Hind Bouzid, Julia A. Belk, Max Jan, Yanyan Qi, Chloé Sarnowski, Sara Wirth, Lisa Ma, Matthew R. Chrostek, Herra Ahmad, Daniel Nachun, Winnie Yao, NHLBI Trans-Omics for Precision Medicine (TOPMed) Consortium, Alexa Beiser, Alexander G. Bick, Joshua C. Bis, Myriam Fornage, William T. Longstreth Jr., Oscar L. Lopez, Pradeep Natarajan, Bruce M. Psaty, Claudia L. Satizabal, Joshua Weinstock, Eric B. Larson, Paul K. Crane, C. Dirk Keene, Sudha Seshadri, Ansuman T. Satpathy, Thomas J. Montine & Siddhartha Jaiswal
Nature Medicine, 15 June 2023


Clonal hematopoiesis of indeterminate potential (CHIP) is a premalignant expansion of mutated hematopoietic stem cells. As CHIP-associated mutations are known to alter the development and function of myeloid cells, we hypothesized that CHIP may also be associated with the risk of Alzheimer’s disease (AD), a disease in which brain-resident myeloid cells are thought to have a major role. To perform association tests between CHIP and AD dementia, we analyzed blood DNA sequencing data from 1,362 individuals with AD and 4,368 individuals without AD. Individuals with CHIP had a lower risk of AD dementia (meta-analysis odds ratio (OR) = 0.64, P = 3.8 × 10-5), and Mendelian randomization analyses supported a potential causal association. We observed that the same mutations found in blood were also detected in microglia-enriched fraction of the brain in seven of eight CHIP carriers.

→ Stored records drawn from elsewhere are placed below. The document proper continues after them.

use std::fmt;
use std::str::FromStr;

use serde::{Deserialize, Serialize};

use crate::config::FlakeConfig;
use crate::error::TypeError;

/// Time-ordered unique identifier.
///
/// A `Flake` packs an epoch-relative millisecond timestamp, a worker tag and
/// a per-millisecond sequence into 56 bits. The canonical external form is 7
/// bytes big-endian, so byte-lexicographic order equals numeric order and
/// flakes can be used directly as sortable key segments.
#[derive(Clone, Copy, Default, PartialEq, Eq, Hash, PartialOrd, Ord, Serialize, Deserialize)]
pub struct Flake(u64);

/// The three fields of a [`Flake`] under a given [`FlakeConfig`].
#[derive(Clone, Copy, Debug, PartialEq, Eq)]
pub struct FlakeParts {
    /// Unix milliseconds (epoch already added back).
    pub timestamp_ms: u64,
    pub worker_id: u32,
    pub sequence: u32,
}

impl Flake {
    /// Canonical encoded width in bytes.
    pub const WIDTH: usize = 7;

    /// Largest identifier that fits the canonical 7 bytes (all 56 bits set).
    pub const MAX: Flake = Flake((1u64 << 56) - 1);

    /// Wrap a raw integer value.
    pub const fn from_raw(value: u64) -> Self {
        Self(value)
    }

    /// The raw integer value.
    pub const fn as_u64(&self) -> u64 {
        self.0
    }

    /// Compose a flake from its fields.
    pub fn compose(
        config: &FlakeConfig,
        timestamp_ms: u64,
        worker_id: u32,
        sequence: u32,
    ) -> Result<Self, TypeError> {
        let elapsed = timestamp_ms
            .checked_sub(config.epoch_ms)
            .ok_or(TypeError::BeforeEpoch {
                timestamp_ms,
                epoch_ms: config.epoch_ms,
            })?;
        if elapsed > config.max_elapsed_ms() {
            return Err(TypeError::OutOfRange {
                field: "timestamp",
                value: elapsed,
                max: config.max_elapsed_ms(),
            });
        }
        if worker_id > config.max_worker_id() {
            return Err(TypeError::OutOfRange {
                field: "worker_id",
                value: worker_id.into(),
                max: config.max_worker_id().into(),
            });
        }
        if sequence > config.sequence_mask() {
            return Err(TypeError::OutOfRange {
                field: "sequence",
                value: sequence.into(),
                max: config.sequence_mask().into(),
            });
        }
        Ok(Self(
            (elapsed << config.timestamp_shift())
                | (u64::from(worker_id) << config.worker_shift())
                | u64::from(sequence),
        ))
    }

    /// Split into timestamp, worker tag and sequence.
    pub fn parts(&self, config: &FlakeConfig) -> FlakeParts {
        let worker_mask = u64::from(config.max_worker_id());
        FlakeParts {
            timestamp_ms: (self.0 >> config.timestamp_shift()) + config.epoch_ms,
            worker_id: ((self.0 >> config.worker_shift()) & worker_mask) as u32,
            sequence: (self.0 & u64::from(config.sequence_mask())) as u32,
        }
    }

    /// Issuance time in Unix milliseconds.
    pub fn to_timestamp(&self, config: &FlakeConfig) -> u64 {
        self.parts(config).timestamp_ms
    }

    /// Canonical 7-byte big-endian encoding.
    pub fn to_bytes(&self) -> [u8; Self::WIDTH] {
        let mut out = [0u8; Self::WIDTH];
        out.copy_from_slice(&self.0.to_be_bytes()[8 - Self::WIDTH..]);
        out
    }

    /// Big-endian encoding truncated to the low `width` bytes.
    ///
    /// `width` must be between 1 and 8; callers validate it up front.
    pub(crate) fn to_be_width(&self, width: usize) -> Vec<u8> {
        self.0.to_be_bytes()[8 - width..].to_vec()
    }

    /// Decode a big-endian identifier of 1 to 8 bytes.
    pub fn from_slice(bytes: &[u8]) -> Result<Self, TypeError> {
        if bytes.is_empty() || bytes.len() > 8 {
            return Err(TypeError::InvalidLength {
                expected: Self::WIDTH,
                actual: bytes.len(),
            });
        }
        let mut buf = [0u8; 8];
        buf[8 - bytes.len()..].copy_from_slice(bytes);
        Ok(Self(u64::from_be_bytes(buf)))
    }

    /// Hex of the canonical encoding: 14 characters, or 16 when the id
    /// needs the eighth byte (layouts with `byte_width = 8`).
    pub fn to_hex(&self) -> String {
        if self.0 > Self::MAX.0 {
            hex::encode(self.0.to_be_bytes())
        } else {
            hex::encode(self.to_bytes())
        }
    }

    /// Parse a 7- or 8-byte hex encoding.
    pub fn from_hex(s: &str) -> Result<Self, TypeError> {
        let bytes = hex::decode(s).map_err(|e| TypeError::InvalidHex(e.to_string()))?;
        if bytes.len() != Self::WIDTH && bytes.len() != 8 {
            return Err(TypeError::InvalidLength {
                expected: Self::WIDTH,
                actual: bytes.len(),
            });
        }
        Self::from_slice(&bytes)
    }
}

impl fmt::Debug for Flake {
    fn fmt(&self, f: &mut fmt::Formatter<'_>) -> fmt::Result {
        write!(f, "Flake({})", self.to_hex())
    }
}

impl fmt::Display for Flake {
    fn fmt(&self, f: &mut fmt::Formatter<'_>) -> fmt::Result {
        write!(f, "{}", self.to_hex())
    }
}

impl FromStr for Flake {
    type Err = TypeError;

    fn from_str(s: &str) -> Result<Self, Self::Err> {
        Self::from_hex(s)
    }
}

impl From<Flake> for u64 {
    fn from(id: Flake) -> Self {
        id.0
    }
}

#[cfg(test)]
mod tests {
    use super::*;
    use proptest::prelude::*;

    const T0: u64 = crate::config::DEFAULT_EPOCH_MS + 1_000;

    // -----------------------------------------------------------------------
    // Layout
    // -----------------------------------------------------------------------

    #[test]
    fn compose_matches_bit_layout() {
        let c = FlakeConfig::default();
        let id = Flake::compose(&c, T0, 3, 5).unwrap();
        assert_eq!(id.as_u64(), (1_000 << 12) | (3 << 4) | 5);
    }

    #[test]
    fn parts_invert_compose() {
        let c = FlakeConfig::default();
        let id = Flake::compose(&c, T0, 255, 15).unwrap();
        let parts = id.parts(&c);
        assert_eq!(parts.timestamp_ms, T0);
        assert_eq!(parts.worker_id, 255);
        assert_eq!(parts.sequence, 15);
        assert_eq!(id.to_timestamp(&c), T0);
    }

    #[test]
    fn compose_rejects_worker_out_of_range() {
        let c = FlakeConfig::default();
        let err = Flake::compose(&c, T0, 256, 0).unwrap_err();
        assert!(matches!(err, TypeError::OutOfRange { field: "worker_id", .. }));
    }

    #[test]
    fn compose_rejects_sequence_out_of_range() {
        let c = FlakeConfig::default();
        assert!(Flake::compose(&c, T0, 0, 16).is_err());
    }

    #[test]
    fn compose_rejects_pre_epoch_timestamp() {
        let c = FlakeConfig::default();
        let err = Flake::compose(&c, c.epoch_ms - 1, 0, 0).unwrap_err();
        assert!(matches!(err, TypeError::BeforeEpoch { .. }));
    }

    // -----------------------------------------------------------------------
    // Encoding
    // -----------------------------------------------------------------------

    #[test]
    fn max_is_all_ones() {
        assert_eq!(Flake::MAX.to_bytes(), [0xFF; 7]);
    }

    #[test]
    fn to_bytes_is_big_endian() {
        let id = Flake::from_raw(0x01_02_03_04_05_06_07);
        assert_eq!(id.to_bytes(), [1, 2, 3, 4, 5, 6, 7]);
    }

    #[test]
    fn from_slice_rejects_bad_length() {
        assert!(Flake::from_slice(&[]).is_err());
        assert!(Flake::from_slice(&[0; 9]).is_err());
    }

    #[test]
    fn hex_roundtrip() {
        let id = Flake::from_raw(0xABCDEF);
        let hex = id.to_hex();
        assert_eq!(hex.len(), 14);
        assert_eq!(hex.parse::<Flake>().unwrap(), id);
    }

    #[test]
    fn eight_byte_layout_keeps_the_high_byte_in_hex() {
        let c = FlakeConfig {
            worker_bits: 8,
            sequence_bits: 16,
            byte_width: 8,
            ..Default::default()
        };
        let id = Flake::compose(&c, c.epoch_ms + 380_000_000_000, 7, 9).unwrap();
        assert!(id > Flake::MAX);

        let hex = id.to_hex();
        assert_eq!(hex.len(), 16);
        let parsed: Flake = hex.parse().unwrap();
        assert_eq!(parsed, id);
        assert_eq!(parsed.parts(&c).worker_id, 7);
        assert_eq!(format!("{id:?}"), format!("Flake({hex})"));
    }

    #[test]
    fn from_hex_rejects_wrong_width() {
        let err = Flake::from_hex("abcd").unwrap_err();
        assert_eq!(
            err,
            TypeError::InvalidLength {
                expected: 7,
                actual: 2
            }
        );
    }

    #[test]
    fn display_is_hex() {
        let id = Flake::from_raw(1);
        assert_eq!(format!("{id}"), "00000000000001");
        assert_eq!(format!("{id:?}"), "Flake(00000000000001)");
    }

    #[test]
    fn serde_roundtrip() {
        let id = Flake::from_raw(42);
        let json = serde_json::to_string(&id).unwrap();
        let parsed: Flake = serde_json::from_str(&json).unwrap();
        assert_eq!(id, parsed);
    }

    proptest! {
        #[test]
        fn hex_inverts_for_every_u64(raw in any::<u64>()) {
            let id = Flake::from_raw(raw);
            prop_assert_eq!(Flake::from_hex(&id.to_hex()).unwrap(), id);
        }

        #[test]
        fn decode_inverts_encode(raw in 0u64..(1u64 << 56)) {
            let id = Flake::from_raw(raw);
            prop_assert_eq!(Flake::from_slice(&id.to_bytes()).unwrap(), id);
        }

        #[test]
        fn byte_order_matches_numeric_order(a in 0u64..(1u64 << 56), b in 0u64..(1u64 << 56)) {
            let (fa, fb) = (Flake::from_raw(a), Flake::from_raw(b));
            prop_assert_eq!(fa.cmp(&fb), fa.to_bytes().cmp(&fb.to_bytes()));
        }
    }
}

Single-nucleus chromatin accessibility profiling of brain-derived nuclei in six CHIP carriers revealed that the mutated cells comprised a large proportion of the microglial pool in the samples examined. While additional studies are required to validate the mechanistic findings, these results suggest that CHIP may have a role in attenuating the risk of AD.